Konfabulator - A tool that can do nearly anything...
Mar 10, '03 08:27:00AM
Contributed by: robg
The macosxhints Rating:

[0 to 10 lights; 10 = perfect!]
Konfabulator is hard to explain, but basically, it's a JavaScript engine that lets you run a number of small programs called widgets. A widget can be thought of as a single-purposed utility, designed to provide you with some interesting piece of information. Such widgets could provide information on battery strength, AirPort signal strength, time, weather, headline news, etc. Yes, you can find such programs on your own, and some are included with the OS. But what sets Konfabulator apart from these is the integration (all running widgets are available from a menubar icon), the appearance of the widgets themselves (they support transparency and shadows and unique window shapes), and the extensible nature of Konfabulator (it's relatively easy to write new widgets).
Konfabulator ships with a small assortment of widgets (AirPort signal, analog clock, battery, calendar, digital clock, iTunes remote, a small floating slideshow window, stock ticker, weather, and a basic "to do" list manager). In addition, there are over 260 more widgets available in the Konfabulator section of deskmod.com. The widgets run the gamut from the very very specific (a widget displaying bus arrival times for certain routes in Stockholm, Sweden) to games (Go, Dice, Solitaire) to internet search tools (Google, Amazon, eBay) to headline news grabbers (SlashDot, etc.) to the whimsical (a cow simulator?!). One of the available widgets is XHints, a hint headline grabber for macosxhints.com (I was not directly involved in this widget, other than providing the site logo).

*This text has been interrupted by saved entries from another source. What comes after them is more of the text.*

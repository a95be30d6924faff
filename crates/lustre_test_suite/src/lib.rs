//! Lustre Visual Test Suite
//!
//! Renders scenes headless on the GPU, replays the same draw list on the CPU
//! reference rasterizer and compares the two images.
//!
//! # Test Categories
//!
//! - **shapes**: rounded, rotated and feathered rectangles
//! - **gradients**: linear and radial fills
//! - **shadows**: drop-shadow falloff
//! - **textures**: tinted texture layers
//! - **glyphs**: atlas-sampled coverage masks
//! - **clipping**: nested stencil clips

pub mod harness;
pub mod runner;
pub mod tests;

pub use harness::{TestContext, TestHarness, TestResult};
pub use runner::TestRunner;
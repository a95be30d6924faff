//! Test runner for executing test suites
//!
//! Manages test execution, result collection, and reporting.

use crate::harness::{TestContext, TestHarness, TestResult};
use anyhow::Result;
use std::collections::HashMap;
use std::time::{Duration, Instant};

/// A single test case
pub struct TestCase {
    /// Test name
    pub name: String,
    /// Test category
    pub category: String,
    /// Viewport size (None = harness default)
    pub size: Option<(u32, u32)>,
    /// Test function; an error means the scene could not be built
    pub test_fn: Box<dyn FnOnce(&mut TestContext) -> Result<()> + Send>,
}

impl TestCase {
    pub fn new<F>(name: &str, category: &str, test_fn: F) -> Self
    where
        F: FnOnce(&mut TestContext) -> Result<()> + Send + 'static,
    {
        Self {
            name: name.to_string(),
            category: category.to_string(),
            size: None,
            test_fn: Box::new(test_fn),
        }
    }
}

/// Result of running a test
pub struct TestRun {
    /// Test name
    pub name: String,
    /// Test category
    pub category: String,
    /// Test result
    pub result: TestResult,
    /// Time taken
    pub duration: Duration,
}

impl TestRun {
    pub fn is_passed(&self) -> bool {
        self.result.is_passed()
    }
}

/// Test suite containing multiple test cases
pub struct TestSuite {
    /// Suite name
    pub name: String,
    /// Test cases
    pub cases: Vec<TestCase>,
}

impl TestSuite {
    pub fn new(name: &str) -> Self {
        Self {
            name: name.to_string(),
            cases: Vec::new(),
        }
    }

    pub fn add<F>(&mut self, name: &str, test_fn: F) -> &mut Self
    where
        F: FnOnce(&mut TestContext) -> Result<()> + Send + 'static,
    {
        self.cases.push(TestCase::new(name, &self.name, test_fn));
        self
    }

    /// Add a test case rendered at a specific viewport size
    pub fn add_sized<F>(&mut self, name: &str, width: u32, height: u32, test_fn: F) -> &mut Self
    where
        F: FnOnce(&mut TestContext) -> Result<()> + Send + 'static,
    {
        let mut case = TestCase::new(name, &self.name, test_fn);
        case.size = Some((width, height));
        self.cases.push(case);
        self
    }
}

/// Test runner for executing suites
pub struct TestRunner {
    /// Test harness
    harness: TestHarness,
    /// Test suites to run
    suites: Vec<TestSuite>,
    /// Filter pattern (None = run all)
    filter: Option<String>,
}

impl TestRunner {
    /// Create a new test runner
    pub fn new() -> Result<Self> {
        Ok(Self::with_harness(TestHarness::new()?))
    }

    /// Create with custom harness
    pub fn with_harness(harness: TestHarness) -> Self {
        Self {
            harness,
            suites: Vec::new(),
            filter: None,
        }
    }

    /// Add a test suite
    pub fn add_suite(&mut self, suite: TestSuite) -> &mut Self {
        self.suites.push(suite);
        self
    }

    /// Set a filter pattern
    pub fn filter(&mut self, pattern: &str) -> &mut Self {
        self.filter = Some(pattern.to_string());
        self
    }

    /// Run all tests
    pub fn run(&mut self) -> RunResult {
        let start = Instant::now();
        let mut results = Vec::new();

        for suite in self.suites.drain(..) {
            tracing::info!("Running suite: {}", suite.name);

            for case in suite.cases {
                if let Some(ref pattern) = self.filter {
                    if !case.name.contains(pattern) && !case.category.contains(pattern) {
                        continue;
                    }
                }

                let test_start = Instant::now();
                let full_name = format!("{}::{}", case.category, case.name);

                tracing::debug!("Running test: {}", full_name);

                let outcome = match case.size {
                    Some((width, height)) => {
                        self.harness
                            .run_test_with_size(&full_name, width, height, case.test_fn)
                    }
                    None => self.harness.run_test(&full_name, case.test_fn),
                };
                let result = outcome.unwrap_or_else(|e| {
                    tracing::error!("Test {} failed with error: {:#}", full_name, e);
                    TestResult::Failed {
                        difference: 1.0,
                        diff_path: self.harness.diff_path(&full_name),
                    }
                });

                let duration = test_start.elapsed();
                if result.is_passed() {
                    tracing::info!("  ✓ {} ({:?})", case.name, duration);
                } else {
                    tracing::error!("  ✗ {} ({:?})", case.name, duration);
                }

                results.push(TestRun {
                    name: case.name,
                    category: case.category,
                    result,
                    duration,
                });
            }
        }

        RunResult::new(results, start.elapsed())
    }

    /// Get the harness
    pub fn harness(&self) -> &TestHarness {
        &self.harness
    }
}

/// Results from running tests
pub struct RunResult {
    /// Individual test results
    pub results: Vec<TestRun>,
    /// Total time taken
    pub duration: Duration,
}

impl RunResult {
    pub fn new(results: Vec<TestRun>, duration: Duration) -> Self {
        Self { results, duration }
    }

    /// Count of passed tests
    pub fn passed(&self) -> usize {
        self.results.iter().filter(|r| r.is_passed()).count()
    }

    /// Count of failed tests
    pub fn failed(&self) -> usize {
        self.results.iter().filter(|r| !r.is_passed()).count()
    }

    /// Total test count
    pub fn total(&self) -> usize {
        self.results.len()
    }

    /// All tests passed
    pub fn all_passed(&self) -> bool {
        self.results.iter().all(|r| r.is_passed())
    }

    /// Get results by category
    pub fn by_category(&self) -> HashMap<String, Vec<&TestRun>> {
        let mut map: HashMap<String, Vec<&TestRun>> = HashMap::new();
        for result in &self.results {
            map.entry(result.category.clone()).or_default().push(result);
        }
        map
    }

    /// Print summary
    pub fn print_summary(&self) {
        println!("\n╔══════════════════════════════════════════╗");
        println!("║           TEST RESULTS SUMMARY           ║");
        println!("╠══════════════════════════════════════════╣");
        let mut categories: Vec<_> = self.by_category().into_iter().collect();
        categories.sort_by(|a, b| a.0.cmp(&b.0));
        for (category, runs) in categories {
            let passed = runs.iter().filter(|r| r.is_passed()).count();
            println!("║  {:<12} {:>3}/{:<3}                     ║", category, passed, runs.len());
        }
        println!("╠══════════════════════════════════════════╣");
        println!("║  Passed:  {:>5}                          ║", self.passed());
        println!("║  Failed:  {:>5}                          ║", self.failed());
        println!("║  Total:   {:>5}                          ║", self.total());
        println!("║  Time:    {:>8.2?}                      ║", self.duration);
        println!("╚══════════════════════════════════════════╝");

        if self.failed() > 0 {
            println!("\nFailed tests:");
            for run in &self.results {
                if let TestResult::Failed {
                    difference,
                    diff_path,
                } = &run.result
                {
                    println!(
                        "  ✗ {}::{} ({:.3}% of pixels, see {:?})",
                        run.category,
                        run.name,
                        difference * 100.0,
                        diff_path
                    );
                }
            }
        }
    }
}
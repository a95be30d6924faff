//! Color texture sources for the shape texture layer

use thiserror::Error;

use crate::geometry::{Color, Vec2};

/// Errors raised while building a color texture
#[derive(Error, Debug, Clone, PartialEq, Eq)]
pub enum TextureError {
    #[error("{width}x{height} texture needs {expected} bytes of RGBA8 data, got {actual}")]
    DataLength {
        width: u32,
        height: u32,
        expected: usize,
        actual: usize,
    },
}

/// A 2-D color texture addressed by normalized coordinates
pub trait TextureSource {
    /// Straight-alpha color at `uv`
    fn sample(&self, uv: Vec2) -> Color;
}

/// Solid color everywhere
impl TextureSource for Color {
    fn sample(&self, _uv: Vec2) -> Color {
        *self
    }
}

/// The 1x1 transparent placeholder bound when a draw has no texture
#[derive(Clone, Copy, Debug, Default)]
pub struct Transparent;

impl TextureSource for Transparent {
    fn sample(&self, _uv: Vec2) -> Color {
        Color::TRANSPARENT
    }
}

/// Straight RGBA8 image, nearest filtering with clamp-to-edge addressing
#[derive(Clone, Debug)]
pub struct RgbaImage {
    width: u32,
    height: u32,
    pixels: Vec<u8>,
}

impl RgbaImage {
    pub fn new(width: u32, height: u32, pixels: Vec<u8>) -> Result<Self, TextureError> {
        let expected = width as usize * height as usize * 4;
        if pixels.len() != expected {
            return Err(TextureError::DataLength {
                width,
                height,
                expected,
                actual: pixels.len(),
            });
        }
        Ok(Self {
            width,
            height,
            pixels,
        })
    }

    /// Image filled with one color
    pub fn filled(width: u32, height: u32, color: Color) -> Self {
        let texel = color.to_rgba8();
        let pixels = texel
            .iter()
            .copied()
            .cycle()
            .take(width as usize * height as usize * 4)
            .collect();
        Self {
            width,
            height,
            pixels,
        }
    }

    pub fn width(&self) -> u32 {
        self.width
    }

    pub fn height(&self) -> u32 {
        self.height
    }

    pub fn as_bytes(&self) -> &[u8] {
        &self.pixels
    }

    pub fn texel(&self, x: u32, y: u32) -> Color {
        let i = (y as usize * self.width as usize + x as usize) * 4;
        let c = |k: usize| self.pixels[i + k] as f32 / 255.0;
        Color::rgba(c(0), c(1), c(2), c(3))
    }
}

impl TextureSource for RgbaImage {
    fn sample(&self, uv: Vec2) -> Color {
        if self.width == 0 || self.height == 0 {
            return Color::TRANSPARENT;
        }
        let x = nearest(uv.x, self.width);
        let y = nearest(uv.y, self.height);
        self.texel(x, y)
    }
}

/// Nearest texel index for a normalized coordinate, clamped to the edge
pub(crate) fn nearest(coord: f32, extent: u32) -> u32 {
    let scaled = (coord * extent as f32).floor();
    if scaled.is_nan() {
        return 0;
    }
    scaled.clamp(0.0, (extent - 1) as f32) as u32
}

#[cfg(test)]
mod tests {
    use super::*;

    #[test]
    fn nearest_clamps_to_edge() {
        assert_eq!(nearest(-0.5, 4), 0);
        assert_eq!(nearest(0.0, 4), 0);
        assert_eq!(nearest(0.3, 4), 1);
        assert_eq!(nearest(1.0, 4), 3);
        assert_eq!(nearest(7.0, 4), 3);
    }

    #[test]
    fn image_rejects_bad_length() {
        let err = RgbaImage::new(2, 2, vec![0; 15]).unwrap_err();
        assert_eq!(
            err,
            TextureError::DataLength {
                width: 2,
                height: 2,
                expected: 16,
                actual: 15
            }
        );
        assert_eq!(
            err.to_string(),
            "2x2 texture needs 16 bytes of RGBA8 data, got 15"
        );
        assert!(RgbaImage::new(2, 2, vec![0; 16]).is_ok());
    }

    #[test]
    fn image_sampling() {
        let mut pixels = vec![0u8; 2 * 1 * 4];
        pixels[4..8].copy_from_slice(&[255, 0, 0, 255]);
        let image = RgbaImage::new(2, 1, pixels).unwrap();
        assert_eq!(image.sample(Vec2::new(0.25, 0.5)), Color::TRANSPARENT);
        assert_eq!(image.sample(Vec2::new(0.75, 0.5)), Color::RED);
    }

    #[test]
    fn placeholder_is_transparent() {
        assert_eq!(Transparent.sample(Vec2::HALF).a, 0.0);
    }
}
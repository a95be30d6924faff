//! Instance records
//!
//! GPU-ready per-quad records. All structures use `#[repr(C)]` and implement
//! `bytemuck::Pod` so a slice of them can be copied straight into an
//! instance-step vertex buffer. Field order is the binary contract with the
//! vertex buffer layouts in `lustre_gpu::layout`.

use std::ops::BitOr;

use crate::geometry::{Color, Vec2};

// ─────────────────────────────────────────────────────────────────────────────
// Paint flags
// ─────────────────────────────────────────────────────────────────────────────

/// Bitmask of optional paint layers carried in [`ShapeInstance::flags`]
#[derive(Clone, Copy, Debug, Default, PartialEq, Eq, Hash)]
pub struct PaintFlags(pub u32);

impl PaintFlags {
    /// Flat color only
    pub const NONE: PaintFlags = PaintFlags(0);
    /// Sample the bound color texture
    pub const TEXTURE: PaintFlags = PaintFlags(1 << 0);
    /// Evaluate the linear gradient
    pub const LIN_GRADIENT: PaintFlags = PaintFlags(1 << 1);
    /// Evaluate the radial gradient
    pub const RAD_GRADIENT: PaintFlags = PaintFlags(1 << 2);

    pub const fn bits(self) -> u32 {
        self.0
    }

    pub const fn contains(self, other: PaintFlags) -> bool {
        self.0 & other.0 == other.0
    }

    pub fn insert(&mut self, other: PaintFlags) {
        self.0 |= other.0;
    }

    pub fn remove(&mut self, other: PaintFlags) {
        self.0 &= !other.0;
    }
}

impl BitOr for PaintFlags {
    type Output = PaintFlags;
    fn bitor(self, rhs: PaintFlags) -> PaintFlags {
        PaintFlags(self.0 | rhs.0)
    }
}

/// Bit values the shape compositor tests `flags` against.
///
/// On the GPU these are pipeline-overridable constants (`TEXTURE`,
/// `LIN_GRADIENT`, `RAD_GRADIENT`); they must match whatever bits the
/// instance producer packs.
#[derive(Clone, Copy, Debug, PartialEq, Eq)]
pub struct FlagLayout {
    pub texture: u32,
    pub lin_gradient: u32,
    pub rad_gradient: u32,
}

impl FlagLayout {
    pub fn has_texture(&self, flags: u32) -> bool {
        flags & self.texture != 0
    }

    pub fn has_lin_gradient(&self, flags: u32) -> bool {
        flags & self.lin_gradient != 0
    }

    pub fn has_rad_gradient(&self, flags: u32) -> bool {
        flags & self.rad_gradient != 0
    }
}

impl Default for FlagLayout {
    fn default() -> Self {
        Self {
            texture: PaintFlags::TEXTURE.bits(),
            lin_gradient: PaintFlags::LIN_GRADIENT.bits(),
            rad_gradient: PaintFlags::RAD_GRADIENT.bits(),
        }
    }
}

// ─────────────────────────────────────────────────────────────────────────────
// Shape instance
// ─────────────────────────────────────────────────────────────────────────────

/// One rounded rectangle (matches the shape shader's instance attributes)
///
/// Memory layout (stride 172 bytes):
/// - position: `vec2<f32>`       @ 0   - center pivot, pixels, Y-down
/// - size: `vec2<f32>`           @ 8
/// - rotation: `f32`             @ 16  - radians about the center
/// - color: `vec4<f32>`          @ 20  - flat paint layer, straight alpha
/// - flags: `u32`                @ 36
/// - corner_radius/feather: `vec2<f32>` @ 40
/// - shadow: `f32`               @ 48
/// - alpha: `f32`                @ 52
/// - lin_gradient: `vec4<f32>`   @ 56  - (p1.x, p1.y, p2.x, p2.y)
/// - lin_color1: `vec4<f32>`     @ 72
/// - lin_color2: `vec4<f32>`     @ 88
/// - rad_gradient: `vec4<f32>`   @ 104 - (center.x, center.y, edge.x, edge.y)
/// - rad_color1: `vec4<f32>`     @ 120
/// - rad_color2: `vec4<f32>`     @ 136
/// - texture_tint: `vec4<f32>`   @ 152
/// - shadow_alpha: `f32`         @ 168
#[repr(C)]
#[derive(Clone, Copy, Debug, PartialEq, bytemuck::Pod, bytemuck::Zeroable)]
pub struct ShapeInstance {
    pub position: [f32; 2],
    pub size: [f32; 2],
    pub rotation: f32,
    pub color: [f32; 4],
    pub flags: u32,
    /// Corner arc radius in pixels
    pub corner_radius: f32,
    /// Soft-edge width of the corner arc, used when there is no shadow
    pub corner_feather: f32,
    /// Shadow spread in pixels; the quad grows by this much on every side
    pub shadow: f32,
    pub alpha: f32,
    pub lin_gradient: [f32; 4],
    pub lin_color1: [f32; 4],
    pub lin_color2: [f32; 4],
    pub rad_gradient: [f32; 4],
    pub rad_color1: [f32; 4],
    pub rad_color2: [f32; 4],
    pub texture_tint: [f32; 4],
    /// Opacity of the shadow penumbra (the solid shape is unaffected)
    pub shadow_alpha: f32,
}

impl Default for ShapeInstance {
    fn default() -> Self {
        Self {
            position: [0.0; 2],
            size: [0.0; 2],
            rotation: 0.0,
            color: [1.0, 1.0, 1.0, 1.0],
            flags: PaintFlags::NONE.bits(),
            corner_radius: 0.0,
            corner_feather: 0.0,
            shadow: 0.0,
            alpha: 1.0,
            lin_gradient: [0.0; 4],
            lin_color1: [0.0; 4],
            lin_color2: [0.0; 4],
            rad_gradient: [0.0; 4],
            rad_color1: [0.0; 4],
            rad_color2: [0.0; 4],
            texture_tint: [1.0, 1.0, 1.0, 1.0],
            shadow_alpha: 1.0,
        }
    }
}

impl ShapeInstance {
    /// Axis-aligned rectangle from its top-left corner
    pub fn rect(x: f32, y: f32, width: f32, height: f32) -> Self {
        Self::centered(x + width * 0.5, y + height * 0.5, width, height)
    }

    /// Rectangle from its center
    pub fn centered(cx: f32, cy: f32, width: f32, height: f32) -> Self {
        Self {
            position: [cx, cy],
            size: [width, height],
            ..Default::default()
        }
    }

    pub fn center(&self) -> Vec2 {
        self.position.into()
    }

    pub fn half_size(&self) -> Vec2 {
        Vec2::from(self.size) * 0.5
    }

    pub fn paint_flags(&self) -> PaintFlags {
        PaintFlags(self.flags)
    }

    /// Set the flat color layer
    pub fn with_color(mut self, color: Color) -> Self {
        self.color = color.to_array();
        self
    }

    /// Set rotation about the center, in radians
    pub fn with_rotation(mut self, radians: f32) -> Self {
        self.rotation = radians;
        self
    }

    /// Set the corner radius
    pub fn with_corner_radius(mut self, radius: f32) -> Self {
        self.corner_radius = radius;
        self
    }

    /// Set the soft-edge width of the corner arc
    pub fn with_corner_feather(mut self, feather: f32) -> Self {
        self.corner_feather = feather;
        self
    }

    /// Set shadow spread and penumbra opacity
    pub fn with_shadow(mut self, spread: f32, alpha: f32) -> Self {
        self.shadow = spread;
        self.shadow_alpha = alpha;
        self
    }

    /// Set the instance-level alpha multiplier
    pub fn with_alpha(mut self, alpha: f32) -> Self {
        self.alpha = alpha;
        self
    }

    /// Enable the linear gradient layer from `p1` (color `c1`) to `p2` (color `c2`)
    pub fn with_linear_gradient(mut self, p1: Vec2, p2: Vec2, c1: Color, c2: Color) -> Self {
        self.lin_gradient = [p1.x, p1.y, p2.x, p2.y];
        self.lin_color1 = c1.to_array();
        self.lin_color2 = c2.to_array();
        self.flags |= PaintFlags::LIN_GRADIENT.bits();
        self
    }

    /// Enable the radial gradient layer centered at `center`; `edge` is a point
    /// where the gradient reaches `c2`
    pub fn with_radial_gradient(mut self, center: Vec2, edge: Vec2, c1: Color, c2: Color) -> Self {
        self.rad_gradient = [center.x, center.y, edge.x, edge.y];
        self.rad_color1 = c1.to_array();
        self.rad_color2 = c2.to_array();
        self.flags |= PaintFlags::RAD_GRADIENT.bits();
        self
    }

    /// Enable the texture layer with a multiplicative tint
    pub fn with_texture(mut self, tint: Color) -> Self {
        self.texture_tint = tint.to_array();
        self.flags |= PaintFlags::TEXTURE.bits();
        self
    }

    /// Replace the flag bits wholesale
    pub fn with_flags(mut self, flags: PaintFlags) -> Self {
        self.flags = flags.bits();
        self
    }
}

// ─────────────────────────────────────────────────────────────────────────────
// Glyph instance
// ─────────────────────────────────────────────────────────────────────────────

/// One glyph quad sampling the layered coverage atlas
///
/// Memory layout (stride 56 bytes):
/// - position: `vec2<f32>` @ 0  - top-left of the glyph quad, pixels
/// - size: `vec2<f32>`     @ 8
/// - color: `vec4<f32>`    @ 16
/// - uvd: `vec3<f32>`      @ 32 - atlas texel offset (x, y) and layer
/// - origin: `vec2<f32>`   @ 44 - rotation pivot shared by the text run
/// - rotation: `f32`       @ 52
#[repr(C)]
#[derive(Clone, Copy, Debug, Default, PartialEq, bytemuck::Pod, bytemuck::Zeroable)]
pub struct GlyphInstance {
    pub position: [f32; 2],
    pub size: [f32; 2],
    pub color: [f32; 4],
    pub uvd: [f32; 3],
    pub origin: [f32; 2],
    pub rotation: f32,
}

impl GlyphInstance {
    /// Glyph quad at `(x, y)` sampling the atlas region at `(u, v)` on `layer`
    pub fn new(x: f32, y: f32, width: f32, height: f32, u: f32, v: f32, layer: u32) -> Self {
        Self {
            position: [x, y],
            size: [width, height],
            color: [0.0, 0.0, 0.0, 1.0],
            uvd: [u, v, layer as f32],
            origin: [x, y],
            rotation: 0.0,
        }
    }

    pub fn with_color(mut self, color: Color) -> Self {
        self.color = color.to_array();
        self
    }

    /// Rotate the glyph rigidly about a pivot shared with the rest of its run
    pub fn with_rotation_about(mut self, origin: Vec2, radians: f32) -> Self {
        self.origin = origin.to_array();
        self.rotation = radians;
        self
    }

    pub fn layer(&self) -> u32 {
        self.uvd[2].max(0.0) as u32
    }
}

// ─────────────────────────────────────────────────────────────────────────────
// Screen uniform
// ─────────────────────────────────────────────────────────────────────────────

/// Per-surface uniform used to map pixels to normalized device coordinates
#[repr(C)]
#[derive(Clone, Copy, Debug, PartialEq, bytemuck::Pod, bytemuck::Zeroable)]
pub struct ScreenUniform {
    pub screen_size: [f32; 2],
    pub _padding: [f32; 2],
}

impl ScreenUniform {
    /// Surface dimensions are clamped to at least one pixel
    pub fn new(width: f32, height: f32) -> Self {
        Self {
            screen_size: [width.max(1.0), height.max(1.0)],
            _padding: [0.0; 2],
        }
    }

    pub fn size(&self) -> Vec2 {
        self.screen_size.into()
    }
}

impl Default for ScreenUniform {
    fn default() -> Self {
        Self::new(1.0, 1.0)
    }
}

#[cfg(test)]
mod tests {
    use super::*;

    #[test]
    fn record_strides() {
        assert_eq!(std::mem::size_of::<ShapeInstance>(), 172);
        assert_eq!(std::mem::size_of::<GlyphInstance>(), 56);
        assert_eq!(std::mem::size_of::<ScreenUniform>(), 16);
    }

    #[test]
    fn builders_set_flag_bits() {
        let shape = ShapeInstance::rect(0.0, 0.0, 10.0, 10.0)
            .with_texture(Color::WHITE)
            .with_linear_gradient(Vec2::ZERO, Vec2::ONE, Color::RED, Color::BLUE);
        let flags = shape.paint_flags();
        assert!(flags.contains(PaintFlags::TEXTURE));
        assert!(flags.contains(PaintFlags::LIN_GRADIENT));
        assert!(!flags.contains(PaintFlags::RAD_GRADIENT));
    }

    #[test]
    fn default_shape_is_flat() {
        assert_eq!(ShapeInstance::default().paint_flags(), PaintFlags::NONE);
    }

    #[test]
    fn rect_uses_center_pivot() {
        let shape = ShapeInstance::rect(10.0, 20.0, 100.0, 50.0);
        assert_eq!(shape.position, [60.0, 45.0]);
        assert_eq!(shape.half_size(), Vec2::new(50.0, 25.0));
    }

    #[test]
    fn flag_insert_remove() {
        let mut flags = PaintFlags::TEXTURE | PaintFlags::RAD_GRADIENT;
        flags.remove(PaintFlags::TEXTURE);
        assert_eq!(flags, PaintFlags::RAD_GRADIENT);
        flags.insert(PaintFlags::LIN_GRADIENT);
        assert!(flags.contains(PaintFlags::LIN_GRADIENT | PaintFlags::RAD_GRADIENT));
    }

    #[test]
    fn screen_uniform_never_zero() {
        let screen = ScreenUniform::new(0.0, -4.0);
        assert_eq!(screen.screen_size, [1.0, 1.0]);
    }
}
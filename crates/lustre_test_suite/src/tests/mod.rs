//! Visual test cases organized by category

pub mod shapes;

use crate::runner::TestSuite;

/// Create all test suites
pub fn all_suites() -> Vec<TestSuite> {
    vec![
        shapes::suite(),
        gradients::suite(),
        shadows::suite(),
        textures::suite(),
        glyphs::suite(),
        clipping::suite(),
    ]
}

Konfabulator is one of those truly unique pieces of programming that seem to come along every once in a great while. Although released for only a very short time, the presence of hundreds of widgets speaks highly of how easily new widgets can be written. I've been hearing about Konfabulator for a while, but it wasn't until the XHints widget process started that I actually downloaded it and tried it out ... I think I'm hooked and my $25 will be headed their direction very shortly -- if I can stop experimenting with widgets long enough to register!